I emphasize the word ideally here, as research[2] as well as common experience suggest that more intelligent people are often not humbler (or moral) to begin with. Intelligence often also comes with a (false) sense of pride and arrogance about your own intelligence. I believe this is primarily because people attribute their innate talents to themselves, rather than to God (or the universe).
Even though all societies are tempted by arrogance and pride (not for nothing one of the worst cardinal sins), Western society has a natural magnetism to it. This is somewhat understandable, as the West has contributed disproportionately to many of the world’s modern developments, especially through its pursuit of morality (for example, dignifying every human being as created in the image of God, the abolition of slavery, and so on) as well as scientific and technological advancement.
That is not to say that other great civilizations have not contributed significantly, or that the West has not committed many atrocities (for example, the Holocaust). Yet just as an intelligent person who should know better often fails to live up to that calling, so too does the West struggle with its own pride.
It is not for nothing that the Western story is often (most famously by Oswald Spengler) associated with the classical Germanic legend of Heinrich Faust, which was popularized by Johann Wolfgang von Goethe. Spengler in Der Untergang Des Abendllandes even goes as far as to call the Western culture in essence Faustian. Spengler thereby compares the Western way of life with that fictional story of Faust. Western society has, like Faust, great strength that also turns into its biggest weakness, and for Spengler this is what will lead to the inevitable downfall of the West. Pride comes before the fall.
‘Western society has, like Faust, great strength that also turns into its biggest weakness’
To summarise the story of Faust: he is one of God’s favourite creations, and so pride is not difficult to imagine on Faust’s part. Mephistopheles (Satan), seeking to prove to God that even His most gifted creation can fall—and that humanity is therefore doomed—makes a wager that he can lure Faust away from his god-given path, his actualization of potential, his telos, and lead him into darkness.

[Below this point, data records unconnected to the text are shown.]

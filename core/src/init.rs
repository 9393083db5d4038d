use std::sync::Arc;

use crate::animation::AnimationTable;
use crate::constants::*;
use crate::types::*;

/// Tunables built from the compile-time defaults.
pub fn default_config() -> GameConfig {
    GameConfig {
        screen_width: SCREEN_WIDTH,
        screen_height: SCREEN_HEIGHT,
        fps: FPS,
        player_vel: PLAYER_VEL,
        gravity: GRAVITY,
        jump_power: JUMP_POWER,
        animation_delay: ANIMATION_DELAY,
        hit_delay: HIT_DELAY,
        fall_threshold: FALL_THRESHOLD,
        spawn_stagger: SPAWN_STAGGER,
        damage_cooldown_ms: DAMAGE_COOLDOWN_MS,
        fall_cooldown_ms: FALL_COOLDOWN_MS,
        ground_probe_stride: GROUND_PROBE_STRIDE,
        camera_lerp: 1.0,
    }
}

/// Spawn position for a player slot: the level start shifted right by
/// `slot * stagger`.
pub fn spawn_point(start: Point, slot: usize, stagger: i32) -> Point {
    Point::new(start.x + slot as i32 * stagger, start.y)
}

/// Fresh player at `at`, idle and facing left, sized to the idle sheet.
pub fn spawn_player(slot: usize, at: Point, sprites: Arc<AnimationTable>) -> Player {
    let hitbox = sprites.hitbox(SpriteState::Idle, Facing::Left);
    Player {
        slot,
        rect: Rect::new(at.x, at.y, hitbox.width, hitbox.height),
        vx: 0.0,
        vy: 0.0,
        facing: Facing::Left,
        jump_count: 0,
        fall_count: 0,
        hit: false,
        hit_count: 0,
        grounded: false,
        animation_count: 0,
        sprite_state: SpriteState::Idle,
        frame: 0,
        last_damage_ms: None,
        last_fall_penalty_ms: None,
        hitbox,
        sprites,
    }
}

/// One player per slot, each with its roster character, staggered from `start`.
pub fn spawn_players(
    count: usize,
    start: Point,
    roster: &[Arc<AnimationTable>],
    config: &GameConfig,
) -> Vec<Player> {
    roster
        .iter()
        .take(count)
        .enumerate()
        .map(|(slot, sprites)| {
            spawn_player(
                slot,
                spawn_point(start, slot, config.spawn_stagger),
                Arc::clone(sprites),
            )
        })
        .collect()
}

#[cfg(test)]
mod tests {
    use super::*;
    use crate::animation::default_roster;

    #[test]
    fn default_config_matches_constants() {
        let config = default_config();
        assert_eq!(config.screen(), Dimensions { width: 1000, height: 800 });
        assert_eq!(config.fps, 60);
        assert_eq!(config.gravity * config.jump_power, 9.0);
        assert_eq!(config.fall_threshold, 715);
        assert_eq!(config.camera_lerp, 1.0);
        assert_eq!(GameConfig::default(), config);
    }

    #[test]
    fn partial_config_json_keeps_defaults() {
        let config: GameConfig = serde_json::from_str(r#"{"gravity": 2.0}"#).unwrap();
        assert_eq!(config.gravity, 2.0);
        assert_eq!(config.player_vel, PLAYER_VEL);
    }

    #[test]
    fn spawned_player_is_idle_and_sized_to_sheet() {
        let p = spawn_player(2, Point::new(40, 60), Arc::new(AnimationTable::solid(26, 70, 2)));
        assert_eq!(p.slot, 2);
        assert_eq!(p.rect, Rect::new(40, 60, 26, 70));
        assert_eq!(p.sprite_state, SpriteState::Idle);
        assert_eq!(p.facing, Facing::Left);
        assert!(!p.grounded);
        assert_eq!(p.jump_count, 0);
        assert_eq!(p.last_fall_penalty_ms, None);
    }

    #[test]
    fn players_are_staggered_per_slot() {
        let config = default_config();
        let roster: Vec<_> = default_roster().into_iter().map(Arc::new).collect();
        let players = spawn_players(3, Point::new(50, 400), &roster, &config);
        assert_eq!(players.len(), 3);
        let xs: Vec<i32> = players.iter().map(|p| p.rect.x).collect();
        assert_eq!(xs, vec![50, 150, 250]);
        assert!(players.iter().all(|p| p.rect.y == 400));
        // Each slot gets its own character size.
        assert_eq!((players[1].rect.width, players[1].rect.height), (30, 84));
    }
}
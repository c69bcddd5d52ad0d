use std::collections::HashMap;
use std::sync::Arc;
use std::time::Duration;

use anyhow::{Context, Result};
use async_trait::async_trait;
use chrono::Utc;
use futures::TryStreamExt;
use mongodb::bson::doc;
use mongodb::options::ReplaceOptions;
use mongodb::{Collection, Database};
use tokio::sync::{Mutex, RwLock};
use tokio::time::Instant;

use crate::config::LeaderboardSettings;
use crate::metrics::{record_cache_hit, record_cache_miss, track_db_operation, LEADERBOARD_WRITES_TOTAL};
use crate::models::leaderboard::{normalize_player_key, LeaderboardEntry, ScoreTrack};
use crate::models::profile::UserProfile;
use crate::services::progression::{level_for, level_title, quiz_title};
use crate::utils::time::epoch_millis;

/// Document storage for leaderboard tracks.
#[async_trait]
pub trait LeaderboardStore: Send + Sync {
    /// Highest scores first
    async fn top(&self, track: ScoreTrack, limit: i64) -> Result<Vec<LeaderboardEntry>>;
    async fn find(&self, track: ScoreTrack, key: &str) -> Result<Option<LeaderboardEntry>>;
    /// Insert or overwrite the document with `entry.id`
    async fn upsert(&self, track: ScoreTrack, entry: &LeaderboardEntry) -> Result<()>;
    /// Returns whether a document was removed
    async fn delete(&self, track: ScoreTrack, key: &str) -> Result<bool>;
    async fn ping(&self) -> Result<()>;
}

pub struct MongoLeaderboardStore {
    mongo: Database,
}

impl MongoLeaderboardStore {
    pub fn new(mongo: Database) -> Self {
        Self { mongo }
    }

    fn collection(&self, track: ScoreTrack) -> Collection<LeaderboardEntry> {
        self.mongo.collection(track.collection())
    }
}

#[async_trait]
impl LeaderboardStore for MongoLeaderboardStore {
    async fn top(&self, track: ScoreTrack, limit: i64) -> Result<Vec<LeaderboardEntry>> {
        let collection = self.collection(track);
        track_db_operation("find", track.collection(), async {
            let cursor = collection
                .find(doc! {})
                .sort(doc! { "total_xp": -1 })
                .limit(limit)
                .await
                .context("Failed to query leaderboard")?;
            cursor
                .try_collect::<Vec<_>>()
                .await
                .context("Failed to read leaderboard cursor")
        })
        .await
    }

    async fn find(&self, track: ScoreTrack, key: &str) -> Result<Option<LeaderboardEntry>> {
        let collection = self.collection(track);
        track_db_operation("find_one", track.collection(), async {
            collection
                .find_one(doc! { "_id": key })
                .await
                .context("Failed to load leaderboard entry")
        })
        .await
    }

    async fn upsert(&self, track: ScoreTrack, entry: &LeaderboardEntry) -> Result<()> {
        let collection = self.collection(track);
        track_db_operation("replace_one", track.collection(), async {
            collection
                .replace_one(doc! { "_id": &entry.id }, entry)
                .with_options(ReplaceOptions::builder().upsert(true).build())
                .await
                .context("Failed to save leaderboard entry")?;
            Ok(())
        })
        .await
    }

    async fn delete(&self, track: ScoreTrack, key: &str) -> Result<bool> {
        let collection = self.collection(track);
        track_db_operation("delete_one", track.collection(), async {
            let result = collection
                .delete_one(doc! { "_id": key })
                .await
                .context("Failed to delete leaderboard entry")?;
            Ok(result.deleted_count > 0)
        })
        .await
    }

    async fn ping(&self) -> Result<()> {
        self.mongo
            .run_command(doc! { "ping": 1 })
            .await
            .context("MongoDB ping failed")?;
        Ok(())
    }
}

#[derive(Default)]
pub struct InMemoryLeaderboardStore {
    tracks: RwLock<HashMap<ScoreTrack, HashMap<String, LeaderboardEntry>>>,
}

impl InMemoryLeaderboardStore {
    pub fn new() -> Self {
        Self::default()
    }
}

#[async_trait]
impl LeaderboardStore for InMemoryLeaderboardStore {
    async fn top(&self, track: ScoreTrack, limit: i64) -> Result<Vec<LeaderboardEntry>> {
        let tracks = self.tracks.read().await;
        let mut entries: Vec<LeaderboardEntry> = tracks
            .get(&track)
            .map(|entries| entries.values().cloned().collect())
            .unwrap_or_default();
        entries.sort_by(|a, b| b.total_xp.cmp(&a.total_xp).then_with(|| a.id.cmp(&b.id)));
        entries.truncate(limit.max(0) as usize);
        Ok(entries)
    }

    async fn find(&self, track: ScoreTrack, key: &str) -> Result<Option<LeaderboardEntry>> {
        let tracks = self.tracks.read().await;
        Ok(tracks.get(&track).and_then(|entries| entries.get(key)).cloned())
    }

    async fn upsert(&self, track: ScoreTrack, entry: &LeaderboardEntry) -> Result<()> {
        self.tracks
            .write()
            .await
            .entry(track)
            .or_default()
            .insert(entry.id.clone(), entry.clone());
        Ok(())
    }

    async fn delete(&self, track: ScoreTrack, key: &str) -> Result<bool> {
        let mut tracks = self.tracks.write().await;
        Ok(tracks
            .get_mut(&track)
            .and_then(|entries| entries.remove(key))
            .is_some())
    }

    async fn ping(&self) -> Result<()> {
        Ok(())
    }
}

struct CachedBoard {
    entries: Vec<LeaderboardEntry>,
    fetched_at: Instant,
}

/// Cached access to the ranking tracks.
///
/// Each track has its own cache slot. The slot's lock is held while fetching,
/// so concurrent readers share one round-trip instead of issuing their own.
/// Any write to a track drops its cached board.
pub struct LeaderboardService {
    store: Arc<dyn LeaderboardStore>,
    settings: LeaderboardSettings,
    level_size: u64,
    journey_cache: Mutex<Option<CachedBoard>>,
    quiz_cache: Mutex<Option<CachedBoard>>,
    writes: Mutex<()>,
}

impl LeaderboardService {
    pub fn new(store: Arc<dyn LeaderboardStore>, settings: LeaderboardSettings, level_size: u64) -> Self {
        Self {
            store,
            settings,
            level_size,
            journey_cache: Mutex::new(None),
            quiz_cache: Mutex::new(None),
            writes: Mutex::new(()),
        }
    }

    fn cache(&self, track: ScoreTrack) -> &Mutex<Option<CachedBoard>> {
        match track {
            ScoreTrack::Journey => &self.journey_cache,
            ScoreTrack::Quiz => &self.quiz_cache,
        }
    }

    async fn invalidate(&self, track: ScoreTrack) {
        *self.cache(track).lock().await = None;
    }

    /// Top entries of a track. Store failures fall back to the last cached
    /// board, or an empty list when nothing was cached.
    pub async fn top(&self, track: ScoreTrack, force_refresh: bool) -> Vec<LeaderboardEntry> {
        let ttl = Duration::from_secs(self.settings.cache_ttl_seconds);
        let mut slot = self.cache(track).lock().await;

        if !force_refresh {
            if let Some(cached) = slot.as_ref() {
                if cached.fetched_at.elapsed() < ttl {
                    record_cache_hit();
                    tracing::debug!("Leaderboard cache hit for {}", track.as_str());
                    return cached.entries.clone();
                }
            }
        }
        record_cache_miss();

        match self.store.top(track, self.settings.top_n).await {
            Ok(entries) => {
                *slot = Some(CachedBoard {
                    entries: entries.clone(),
                    fetched_at: Instant::now(),
                });
                entries
            }
            Err(e) => {
                tracing::warn!("Failed to fetch {} leaderboard: {:#}", track.as_str(), e);
                slot.as_ref()
                    .map(|cached| cached.entries.clone())
                    .unwrap_or_default()
            }
        }
    }

    /// Overwrites the player's journey entry with their cumulative XP.
    pub async fn save_journey_score(&self, profile: &UserProfile) -> bool {
        let level = level_for(profile.total_xp, self.level_size);
        let Some(entry) = entry_for(&profile.name, &profile.avatar_id, profile.total_xp, level_title(level)) else {
            return false;
        };

        let _guard = self.writes.lock().await;
        self.write(ScoreTrack::Journey, &entry).await
    }

    /// Stores a quiz score unless the player already holds a higher one.
    pub async fn save_quiz_score(&self, name: &str, avatar_id: &str, score: u64) -> bool {
        let Some(entry) = entry_for(name, avatar_id, score, quiz_title(score)) else {
            return false;
        };

        let _guard = self.writes.lock().await;
        match self.store.find(ScoreTrack::Quiz, &entry.id).await {
            Ok(Some(existing)) if existing.total_xp >= score => {
                tracing::debug!(
                    "Keeping best quiz score {} for {} (new score {})",
                    existing.total_xp,
                    entry.id,
                    score
                );
                true
            }
            Ok(_) => self.write(ScoreTrack::Quiz, &entry).await,
            Err(e) => {
                tracing::warn!("Failed to read quiz score for {}: {:#}", entry.id, e);
                LEADERBOARD_WRITES_TOTAL
                    .with_label_values(&[ScoreTrack::Quiz.as_str(), "error"])
                    .inc();
                false
            }
        }
    }

    async fn write(&self, track: ScoreTrack, entry: &LeaderboardEntry) -> bool {
        let result = self.store.upsert(track, entry).await;
        self.invalidate(track).await;
        match result {
            Ok(()) => {
                LEADERBOARD_WRITES_TOTAL
                    .with_label_values(&[track.as_str(), "success"])
                    .inc();
                tracing::info!(
                    "Saved {} score {} for {}",
                    track.as_str(),
                    entry.total_xp,
                    entry.id
                );
                true
            }
            Err(e) => {
                LEADERBOARD_WRITES_TOTAL
                    .with_label_values(&[track.as_str(), "error"])
                    .inc();
                tracing::error!("Failed to save {} score for {}: {:#}", track.as_str(), entry.id, e);
                false
            }
        }
    }

    pub async fn delete(&self, track: ScoreTrack, key: &str) -> bool {
        let _guard = self.writes.lock().await;
        let result = self.store.delete(track, key).await;
        self.invalidate(track).await;
        match result {
            Ok(removed) => {
                if removed {
                    tracing::info!("Deleted {} leaderboard entry {}", track.as_str(), key);
                }
                removed
            }
            Err(e) => {
                tracing::error!("Failed to delete {} entry {}: {:#}", track.as_str(), key, e);
                false
            }
        }
    }

    pub async fn ping(&self) -> Result<()> {
        self.store.ping().await
    }
}

fn entry_for(name: &str, avatar_id: &str, score: u64, title: &str) -> Option<LeaderboardEntry> {
    let key = normalize_player_key(name);
    if key.is_empty() {
        return None;
    }
    Some(LeaderboardEntry {
        id: key,
        name: name.trim().to_string(),
        avatar_id: avatar_id.to_string(),
        total_xp: score,
        title: title.to_string(),
        timestamp: epoch_millis(Utc::now()),
    })
}
use std::sync::Arc;

use crate::config::Config;
use crate::models::content::Catalog;
use mongodb::Client as MongoClient;
use redis::aio::ConnectionManager;

use self::leaderboard_service::{LeaderboardService, LeaderboardStore, MongoLeaderboardStore};
use self::mentor_service::{CompletionClient, GeminiClient, MentorService};
use self::profile_service::ProfileService;
use self::profile_store::{ProfileRepository, ProfileStore, RedisProfileStore};
use self::quiz_service::QuizService;

pub struct AppState {
    pub config: Config,
    pub catalog: Arc<Catalog>,
    pub profiles: Arc<ProfileService>,
    pub quizzes: Arc<QuizService>,
    pub leaderboard: Arc<LeaderboardService>,
    pub mentor: Arc<MentorService>,
}

impl AppState {
    pub async fn new(
        config: Config,
        mongo_client: MongoClient,
        redis_client: redis::Client,
    ) -> anyhow::Result<Self> {
        let mongo = mongo_client.database(&config.mongo_database);

        tracing::info!("Attempting to connect to Redis...");

        let redis = tokio::time::timeout(
            std::time::Duration::from_secs(30),
            ConnectionManager::new(redis_client),
        )
        .await
        .map_err(|_| anyhow::anyhow!("Redis connection timeout after 30s"))??;

        tracing::info!("Redis ConnectionManager created, testing with PING...");

        let mut conn = redis.clone();
        tokio::time::timeout(
            std::time::Duration::from_secs(5),
            redis::cmd("PING").query_async::<String>(&mut conn),
        )
        .await
        .map_err(|_| anyhow::anyhow!("Redis PING timeout after 5s"))??;

        tracing::info!("Redis connection established successfully");

        let completion = GeminiClient::new(config.mentor.clone());
        Ok(Self::from_parts(
            config,
            Catalog::embedded()?,
            Arc::new(RedisProfileStore::new(redis)),
            Arc::new(MongoLeaderboardStore::new(mongo)),
            Arc::new(completion),
        ))
    }

    /// Wires the services over the given backends.
    pub fn from_parts(
        config: Config,
        catalog: Catalog,
        profile_store: Arc<dyn ProfileStore>,
        leaderboard_store: Arc<dyn LeaderboardStore>,
        completion: Arc<dyn CompletionClient>,
    ) -> Self {
        let catalog = Arc::new(catalog);
        let level_size = config.progression.level_size;

        let leaderboard = Arc::new(LeaderboardService::new(
            leaderboard_store,
            config.leaderboard.clone(),
            level_size,
        ));
        let profiles = Arc::new(ProfileService::new(
            ProfileRepository::new(profile_store, catalog.badges.clone()),
            leaderboard.clone(),
            catalog.clone(),
            level_size,
        ));
        let quizzes = Arc::new(QuizService::new(
            catalog.clone(),
            config.quiz.clone(),
            profiles.clone(),
            leaderboard.clone(),
        ));
        let mentor = Arc::new(MentorService::with_limits(
            completion,
            std::time::Duration::from_secs(config.mentor.chat_ttl_seconds),
            config.mentor.max_chats,
        ));

        tracing::info!(
            "Catalog loaded: {} scenarios, {} badges, {} quiz questions",
            catalog.scenarios.len(),
            catalog.badges.len(),
            catalog.quiz_questions.len()
        );

        Self {
            config,
            catalog,
            profiles,
            quizzes,
            leaderboard,
            mentor,
        }
    }
}

pub mod content_service;
pub mod leaderboard_service;
pub mod mentor_service;
pub mod profile_migration;
pub mod profile_service;
pub mod profile_store;
pub mod progression;
pub mod quiz_engine;
pub mod quiz_service;
use std::sync::Arc;
use tracing_subscriber::{layer::SubscriberExt, util::SubscriberInitExt};
use journey_api::{config::Config, create_router, services::AppState};

#[tokio::main]
async fn main() {
    let provider = init_telemetry();

    tracing_subscriber::registry()
        .with(
            tracing_subscriber::EnvFilter::try_from_default_env()
                .unwrap_or_else(|_| "journey_api=debug,tower_http=debug".into()),
        )
        .with(tracing_subscriber::fmt::layer())
        .with(tracing_opentelemetry::layer())
        .init();

    tracing::info!("Starting Journey API");

    let config = Config::load().expect("Failed to load configuration");
    tracing::info!(
        "Configuration loaded for environment: {:?}",
        std::env::var("APP_ENV").unwrap_or_else(|_| "dev".to_string())
    );

    let mongo_client = mongodb::Client::with_uri_str(&config.mongo_uri)
        .await
        .expect("Failed to connect to MongoDB");
    tracing::info!("MongoDB connected");

    let redis_client =
        redis::Client::open(config.redis_uri.clone()).expect("Failed to create Redis client");

    let bind_address = config.bind_address.clone();
    let app_state = Arc::new(
        AppState::new(config, mongo_client, redis_client)
            .await
            .expect("Failed to initialize application state"),
    );

    let app = create_router(app_state);

    let listener = tokio::net::TcpListener::bind(&bind_address)
        .await
        .expect("Failed to bind listener");

    tracing::info!("Server listening on {}", bind_address);

    if let Err(e) = axum::serve(listener, app).await {
        tracing::error!("Server error: {}", e);
    }

    if let Some(provider) = provider {
        tracing::info!("Shutting down OpenTelemetry");
        if let Err(e) = provider.shutdown() {
            eprintln!("OpenTelemetry shutdown failed: {e}");
        }
    }
}

/// Exports spans over OTLP/HTTP. Returns None when the exporter cannot be built,
/// in which case the process logs locally only.
fn init_telemetry() -> Option<opentelemetry_sdk::trace::SdkTracerProvider> {
    use opentelemetry::KeyValue;
    use opentelemetry_otlp::WithExportConfig;
    use opentelemetry_sdk::trace::SdkTracerProvider;
    use opentelemetry_sdk::Resource;

    let otlp_endpoint = std::env::var("OTEL_EXPORTER_OTLP_ENDPOINT")
        .unwrap_or_else(|_| "http://localhost:4318".to_string());

    let exporter = match opentelemetry_otlp::SpanExporter::builder()
        .with_http()
        .with_endpoint(otlp_endpoint)
        .build()
    {
        Ok(exporter) => exporter,
        Err(e) => {
            eprintln!("OTLP exporter disabled: {e}");
            return None;
        }
    };

    let resource = Resource::builder_empty()
        .with_service_name("journey-api")
        .with_attributes(vec![KeyValue::new(
            "service.version",
            env!("CARGO_PKG_VERSION"),
        )])
        .build();

    let provider = SdkTracerProvider::builder()
        .with_batch_exporter(exporter)
        .with_resource(resource)
        .build();

    opentelemetry::global::set_tracer_provider(provider.clone());

    Some(provider)
}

Faust is an intelligent and inquisitive man who longs to understand as much of the world as humanly possible. For him, this pursuit of knowledge offers the delight of grasping more of God’s creation and thereby drawing nearer to God Himself. Yet this noble aspiration becomes his undoing. Filled with pride, Faust is seduced by Mephistopheles’ promise of unlimited knowledge (and therefore power). Eating from the symbolic tree of knowledge proves irresistible. In the end, he trades his soul for this power and loses his way, descending into sorrow and damnation—a fall echoing that of Adam and Eve in the original sin.
The story of Faust is strikingly powerful for the modern person, for it speaks not only to our present societal condition but also to our inner demons. There is a sense of recognition in it: our contemporary world has become one-dimensionally obsessed with a reductionist rationality—an impulse toward ‘unlimited knowledge’—that expands for its own sake. We build faster internet to enable larger files, which in turn demand even faster internet, and so the cycle continues.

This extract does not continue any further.